- Opening Delimiter -

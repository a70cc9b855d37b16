//! Error types for the registry, the loading capability and the host loop.

use std::path::PathBuf;

/// Registry contract violations and patch failures.
#[derive(Debug, Clone, thiserror::Error, PartialEq, Eq)]
pub enum RegistryError {
    #[error("slot address is null")]
    NullSlot,

    #[error("slot {slot:#x} holds a null function pointer")]
    EmptySlot { slot: usize },

    #[error("no symbol name found for address {address:#x}")]
    Unresolved { address: usize },

    #[error("slot {slot:#x} is not registered")]
    NotRegistered { slot: usize },

    #[error("binding {id:#x} does not exist")]
    UnknownBinding { id: u64 },

    #[error("symbol `{name}` is missing from the reloaded module")]
    MissingSymbol { name: String },
}

/// Failures of the dynamic-loading capability.
#[derive(Debug, thiserror::Error)]
pub enum LoadError {
    #[error("failed to open module {path}: {reason}")]
    Open { path: PathBuf, reason: String },

    #[error("failed to close module {path}: {reason}")]
    Close { path: PathBuf, reason: String },
}

/// Invalid host configuration.
#[derive(Debug, thiserror::Error, PartialEq, Eq)]
pub enum ConfigError {
    #[error("usage: reloadhost <module> [args...]")]
    MissingModulePath,

    #[error("argument {index} contains an interior NUL byte")]
    InteriorNul { index: usize },
}

/// Fatal conditions on the reload path.
#[derive(Debug, thiserror::Error)]
pub enum HostError {
    #[error("cannot stat module {path}: {source}")]
    Stat {
        path: PathBuf,
        #[source]
        source: std::io::Error,
    },

    #[error(transparent)]
    Load(#[from] LoadError),

    #[error("module {path} does not export entry symbol `{symbol}`")]
    MissingEntry { path: PathBuf, symbol: String },

    #[error("failed to patch registered pointers: {0}")]
    Patch(#[from] RegistryError),

    #[error(transparent)]
    Config(#[from] ConfigError),
}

- Closing Delimiter -

What is required: Tell how many lines of the listing above contain "loading", giving the number alone.

Solution: 2